Listed records: Begin
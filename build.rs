use anyhow::Result;
use chrono::TimeZone;
use std::env;
use std::fs;
use std::process::Command;
use vergen_gitcl::{Emitter, GitclBuilder};

fn main() -> Result<()> {
    let gitcl = GitclBuilder::default()
        .describe(true, true, Some("[0-9]*"))
        .build()?;

    let gitcl_res = Emitter::default()
        .idempotent()
        .fail_on_error()
        .add_instructions(&gitcl)
        .and_then(|emitter| emitter.emit());

    if let Err(e) = gitcl_res {
        eprintln!("error occurred while generating instructions: {e:?}");
        Emitter::default().idempotent().fail_on_error().emit()?;
        println!("cargo:rustc-env=VERGEN_GIT_DESCRIBE=unknown");
    }

    let now = match env::var("SOURCE_DATE_EPOCH") {
        Ok(val) => chrono::Utc
            .timestamp_opt(val.parse::<i64>()?, 0)
            .single()
            .ok_or_else(|| anyhow::anyhow!("SOURCE_DATE_EPOCH out of range: {val}"))?,
        Err(_) => chrono::Utc::now(),
    };

    println!(
        "cargo:rustc-env=BUILD_TIMESTAMP={}",
        now.format("%Y-%m-%d %H:%M:%S UTC")
    );

    let ddvd_version = ddvd_version_from_metadata().unwrap_or_else(|_| {
        read_ddvd_version_fallback().unwrap_or_else(|_| "unknown".to_string())
    });
    println!("cargo:rustc-env=DDVD_VERSION={ddvd_version}");

    println!("cargo:rerun-if-changed=ddvd/Cargo.toml");
    println!("cargo:rerun-if-env-changed=SOURCE_DATE_EPOCH");

    Ok(())
}

/// Version of the ddvd library, local workspace member or published dependency.
fn ddvd_version_from_metadata() -> Result<String> {
    let output = Command::new("cargo")
        .args(["metadata", "--format-version", "1"])
        .output()?;

    if !output.status.success() {
        anyhow::bail!("cargo metadata failed");
    }

    let metadata: serde_json::Value = serde_json::from_slice(&output.stdout)?;

    if let Some(packages) = metadata["packages"].as_array() {
        for package in packages {
            if package["name"].as_str() == Some("ddvd") {
                if let Some(version) = package["version"].as_str() {
                    return Ok(version.to_string());
                }
            }
        }
    }

    // Published package ids look like "ddvd 0.3.0 (registry+...)".
    if let Some(nodes) = metadata["resolve"]["nodes"].as_array() {
        for node in nodes {
            let Some(id) = node["id"].as_str() else {
                continue;
            };
            if let Some(rest) = id.strip_prefix("ddvd ") {
                if let Some(version) = rest.split(' ').next() {
                    return Ok(version.to_string());
                }
            }
        }
    }

    anyhow::bail!("ddvd package not found in metadata");
}

fn read_ddvd_version_fallback() -> Result<String> {
    let toml_content = fs::read_to_string("ddvd/Cargo.toml")?;

    for line in toml_content.lines() {
        let line = line.trim();
        if let Some(value) = line.strip_prefix("version") {
            if let Some(value) = value.trim_start().strip_prefix('=') {
                return Ok(value.trim().trim_matches('"').to_string());
            }
        }
    }

    anyhow::bail!("Could not find version in ddvd/Cargo.toml");
}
Listed records: End
**Action item:**
The response should consist of all the entries, set down exactly.

**Response area:**
filename build.rs
use anyhow::Result;
use chrono::TimeZone;
use std::env;
use std::fs;
use std::process::Command;
use vergen_gitcl::{Emitter, GitclBuilder};

fn main() -> Result<()> {
    let gitcl = GitclBuilder::default()
        .describe(true, true, Some("[0-9]*"))
        .build()?;

    let gitcl_res = Emitter::default()
        .idempotent()
        .fail_on_error()
        .add_instructions(&gitcl)
        .and_then(|emitter| emitter.emit());

    if let Err(e) = gitcl_res {
        eprintln!("error occurred while generating instructions: {e:?}");
        Emitter::default().idempotent().fail_on_error().emit()?;
        println!("cargo:rustc-env=VERGEN_GIT_DESCRIBE=unknown");
    }

    let now = match env::var("SOURCE_DATE_EPOCH") {
        Ok(val) => chrono::Utc
            .timestamp_opt(val.parse::<i64>()?, 0)
            .single()
            .ok_or_else(|| anyhow::anyhow!("SOURCE_DATE_EPOCH out of range: {val}"))?,
        Err(_) => chrono::Utc::now(),
    };

    println!(
        "cargo:rustc-env=BUILD_TIMESTAMP={}",
        now.format("%Y-%m-%d %H:%M:%S UTC")
    );

    let ddvd_version = ddvd_version_from_metadata().unwrap_or_else(|_| {
        read_ddvd_version_fallback().unwrap_or_else(|_| "unknown".to_string())
    });
    println!("cargo:rustc-env=DDVD_VERSION={ddvd_version}");

    println!("cargo:rerun-if-changed=ddvd/Cargo.toml");
    println!("cargo:rerun-if-env-changed=SOURCE_DATE_EPOCH");

    Ok(())
}

/// Version of the ddvd library, local workspace member or published dependency.
fn ddvd_version_from_metadata() -> Result<String> {
    let output = Command::new("cargo")
        .args(["metadata", "--format-version", "1"])
        .output()?;

    if !output.status.success() {
        anyhow::bail!("cargo metadata failed");
    }

    let metadata: serde_json::Value = serde_json::from_slice(&output.stdout)?;

    if let Some(packages) = metadata["packages"].as_array() {
        for package in packages {
            if package["name"].as_str() == Some("ddvd") {
                if let Some(version) = package["version"].as_str() {
                    return Ok(version.to_string());
                }
            }
        }
    }

    // Published package ids look like "ddvd 0.3.0 (registry+...)".
    if let Some(nodes) = metadata["resolve"]["nodes"].as_array() {
        for node in nodes {
            let Some(id) = node["id"].as_str() else {
                continue;
            };
            if let Some(rest) = id.strip_prefix("ddvd ") {
                if let Some(version) = rest.split(' ').next() {
                    return Ok(version.to_string());
                }
            }
        }
    }

    anyhow::bail!("ddvd package not found in metadata");
}

fn read_ddvd_version_fallback() -> Result<String> {
    let toml_content = fs::read_to_string("ddvd/Cargo.toml")?;

    for line in toml_content.lines() {
        let line = line.trim();
        if let Some(value) = line.strip_prefix("version") {
            if let Some(value) = value.trim_start().strip_prefix('=') {
                return Ok(value.trim().trim_matches('"').to_string());
            }
        }
    }

    anyhow::bail!("Could not find version in ddvd/Cargo.toml");
}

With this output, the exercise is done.